Set down exactly the lines below between the line holding "environment variables. Setting" and the line holding "pub fn default_path()", inclusive; no other line belongs in the answer.
== EXERCISE MATERIALS ==
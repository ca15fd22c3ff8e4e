//! Connection and prompt defaults shared by every component and tool.
//!
//! Values are layered: built-in defaults, then an optional `config.toml`,
//! then `OLLAMATUI_*` environment variables. Setting `OLLAMATUI_NOENV` to
//! `true`, `yes` or `1` turns the environment layer off.

use directories::ProjectDirs;
use serde::{Deserialize, Serialize};
use std::fs;
use std::path::{Path, PathBuf};
use std::sync::OnceLock;
use thiserror::Error;
use tracing::{debug, warn};

pub const DEFAULT_HOST: &str = "http://localhost:11434";
pub const DEFAULT_MODEL: &str = "llama3.2-vision:11b";

pub const ENV_HOST: &str = "OLLAMATUI_HOST";
pub const ENV_MODEL: &str = "OLLAMATUI_MODEL";
pub const ENV_PROMPT: &str = "OLLAMATUI_PROMPT";
pub const ENV_SYSTEM: &str = "OLLAMATUI_SYSTEM";
pub const ENV_NO_ENV: &str = "OLLAMATUI_NOENV";

#[derive(Debug, Error)]
pub enum ConfigError {
    #[error("failed to read config at {}: {source}", path.display())]
    Read {
        path: PathBuf,
        source: std::io::Error,
    },

    #[error("failed to parse config at {}: {source}", path.display())]
    Parse {
        path: PathBuf,
        source: toml::de::Error,
    },
}

/// Contents of `config.toml`. Every key is optional.
#[derive(Debug, Clone, Default, PartialEq, Eq, Serialize, Deserialize)]
pub struct ConfigFile {
    pub host: Option<String>,
    pub model: Option<String>,
    pub prompt: Option<String>,
    pub system: Option<String>,
}

impl ConfigFile {
    pub fn default_path() -> Option<PathBuf> {
        ProjectDirs::from("", "", "ollamatui").map(|dirs| dirs.config_dir().join("config.toml"))
    }

    /// Load from `path`; a missing file is not an error.
    pub fn load_from_path(path: &Path) -> Result<Option<ConfigFile>, ConfigError> {
        if !path.exists() {
            return Ok(None);
        }
        let contents = fs::read_to_string(path).map_err(|source| ConfigError::Read {
            path: path.to_path_buf(),
            source,
        })?;
        let parsed = toml::from_str(&contents).map_err(|source| ConfigError::Parse {
            path: path.to_path_buf(),
            source,
        })?;
        Ok(Some(parsed))
    }
}

#[derive(Debug, Clone, PartialEq, Eq)]
pub struct Defaults {
    pub host: String,
    pub model: String,
    pub prompt: String,
    pub system: String,
}

impl Defaults {
    pub fn builtin() -> Self {
        Self {
            host: DEFAULT_HOST.to_string(),
            model: DEFAULT_MODEL.to_string(),
            prompt: String::new(),
            system: String::new(),
        }
    }

    /// Layer a config file and an environment lookup over the built-ins.
    pub fn resolve<F>(file: Option<&ConfigFile>, env: F) -> Self
    where
        F: Fn(&str) -> Option<String>,
    {
        let mut defaults = Self::builtin();

        if let Some(file) = file {
            overlay(&mut defaults.host, file.host.clone());
            overlay(&mut defaults.model, file.model.clone());
            overlay(&mut defaults.prompt, file.prompt.clone());
            overlay(&mut defaults.system, file.system.clone());
        }

        if env_disabled(env(ENV_NO_ENV).as_deref()) {
            return defaults;
        }

        overlay(&mut defaults.host, env(ENV_HOST));
        overlay(&mut defaults.model, env(ENV_MODEL));
        overlay(&mut defaults.prompt, env(ENV_PROMPT));
        overlay(&mut defaults.system, env(ENV_SYSTEM));
        defaults
    }

    fn from_process() -> Self {
        let file = match ConfigFile::default_path() {
            Some(path) => match ConfigFile::load_from_path(&path) {
                Ok(file) => file,
                Err(e) => {
                    warn!(error = %e, "ignoring unreadable config file");
                    None
                }
            },
            None => None,
        };
        let defaults = Self::resolve(file.as_ref(), |key| std::env::var(key).ok());
        debug!(host = %defaults.host, model = %defaults.model, "resolved defaults");
        defaults
    }
}

/// Empty values leave the lower layer in place.
fn overlay(slot: &mut String, value: Option<String>) {
    if let Some(value) = value.filter(|v| !v.is_empty()) {
        *slot = value;
    }
}

fn env_disabled(value: Option<&str>) -> bool {
    value
        .map(|v| matches!(v.trim().to_ascii_lowercase().as_str(), "true" | "yes" | "1"))
        .unwrap_or(false)
}

static DEFAULTS: OnceLock<Defaults> = OnceLock::new();

/// Process-wide defaults, resolved on first use.
pub fn defaults() -> &'static Defaults {
    DEFAULTS.get_or_init(Defaults::from_process)
}

pub fn default_host() -> String {
    defaults().host.clone()
}

pub fn default_model() -> String {
    defaults().model.clone()
}

/// Empty unless set by the config file or `OLLAMATUI_PROMPT`.
pub fn default_prompt() -> String {
    defaults().prompt.clone()
}

/// System prompt sent with each generate request; empty unless set by the
/// config file or `OLLAMATUI_SYSTEM`.
pub fn default_system() -> String {
    defaults().system.clone()
}

#[cfg(test)]
mod tests {
    use super::*;
    use std::collections::HashMap;
    use tempfile::TempDir;

    fn env_from(pairs: &[(&str, &str)]) -> impl Fn(&str) -> Option<String> {
        let map: HashMap<String, String> = pairs
            .iter()
            .map(|(k, v)| (k.to_string(), v.to_string()))
            .collect();
        move |key| map.get(key).cloned()
    }

    #[test]
    fn builtin_defaults_apply_without_overrides() {
        let defaults = Defaults::resolve(None, env_from(&[]));
        assert_eq!(defaults, Defaults::builtin());
        assert_eq!(defaults.host, "http://localhost:11434");
        assert_eq!(defaults.model, "llama3.2-vision:11b");
    }

    #[test]
    fn environment_overrides_config_file() {
        let file = ConfigFile {
            host: Some("http://file-host:11434".to_string()),
            model: Some("file-model".to_string()),
            prompt: None,
            system: Some("be brief".to_string()),
        };
        let env = env_from(&[
            (ENV_MODEL, "env-model"),
            (ENV_PROMPT, "hello"),
            (ENV_HOST, ""),
        ]);

        let defaults = Defaults::resolve(Some(&file), env);
        assert_eq!(defaults.host, "http://file-host:11434");
        assert_eq!(defaults.model, "env-model");
        assert_eq!(defaults.prompt, "hello");
        assert_eq!(defaults.system, "be brief");
    }

    #[test]
    fn accessors_read_the_process_defaults() {
        let defaults = defaults();
        assert_eq!(default_host(), defaults.host);
        assert_eq!(default_model(), defaults.model);
        assert_eq!(default_prompt(), defaults.prompt);
        assert_eq!(default_system(), defaults.system);
    }

    #[test]
    fn kill_switch_ignores_environment() {
        for switch in ["true", "YES", "1", " True "] {
            let env = env_from(&[(ENV_NO_ENV, switch), (ENV_MODEL, "env-model")]);
            let defaults = Defaults::resolve(None, env);
            assert_eq!(defaults.model, DEFAULT_MODEL, "switch value {switch:?}");
        }

        let env = env_from(&[(ENV_NO_ENV, "0"), (ENV_MODEL, "env-model")]);
        assert_eq!(Defaults::resolve(None, env).model, "env-model");
    }

    #[test]
    fn config_file_loads_from_disk() {
        let dir = TempDir::new().expect("tempdir");
        let path = dir.path().join("config.toml");
        assert_eq!(ConfigFile::load_from_path(&path).unwrap(), None);

        fs::write(&path, "host = \"http://gpu:11434\"\nmodel = \"qwen2.5\"\n").unwrap();
        let loaded = ConfigFile::load_from_path(&path).unwrap().unwrap();
        assert_eq!(loaded.host.as_deref(), Some("http://gpu:11434"));
        assert_eq!(loaded.model.as_deref(), Some("qwen2.5"));
        assert_eq!(loaded.prompt, None);
    }

    #[test]
    fn malformed_config_reports_path() {
        let dir = TempDir::new().expect("tempdir");
        let path = dir.path().join("config.toml");
        fs::write(&path, "host = [").unwrap();

        let err = ConfigFile::load_from_path(&path).unwrap_err();
        assert!(matches!(err, ConfigError::Parse { .. }));
        assert!(err.to_string().contains("config.toml"));
    }
}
===
▸ TASK RESPONSE:
//! then `OLLAMATUI_*` environment variables. Setting `OLLAMATUI_NOENV` to
//! `true`, `yes` or `1` turns the environment layer off.

use directories::ProjectDirs;
use serde::{Deserialize, Serialize};
use std::fs;
use std::path::{Path, PathBuf};
use std::sync::OnceLock;
use thiserror::Error;
use tracing::{debug, warn};

pub const DEFAULT_HOST: &str = "http://localhost:11434";
pub const DEFAULT_MODEL: &str = "llama3.2-vision:11b";

pub const ENV_HOST: &str = "OLLAMATUI_HOST";
pub const ENV_MODEL: &str = "OLLAMATUI_MODEL";
pub const ENV_PROMPT: &str = "OLLAMATUI_PROMPT";
pub const ENV_SYSTEM: &str = "OLLAMATUI_SYSTEM";
pub const ENV_NO_ENV: &str = "OLLAMATUI_NOENV";

#[derive(Debug, Error)]
pub enum ConfigError {
    #[error("failed to read config at {}: {source}", path.display())]
    Read {
        path: PathBuf,
        source: std::io::Error,
    },

    #[error("failed to parse config at {}: {source}", path.display())]
    Parse {
        path: PathBuf,
        source: toml::de::Error,
    },
}

/// Contents of `config.toml`. Every key is optional.
#[derive(Debug, Clone, Default, PartialEq, Eq, Serialize, Deserialize)]
pub struct ConfigFile {
    pub host: Option<String>,
    pub model: Option<String>,
    pub prompt: Option<String>,
    pub system: Option<String>,
}

impl ConfigFile {
    pub fn default_path() -> Option<PathBuf> {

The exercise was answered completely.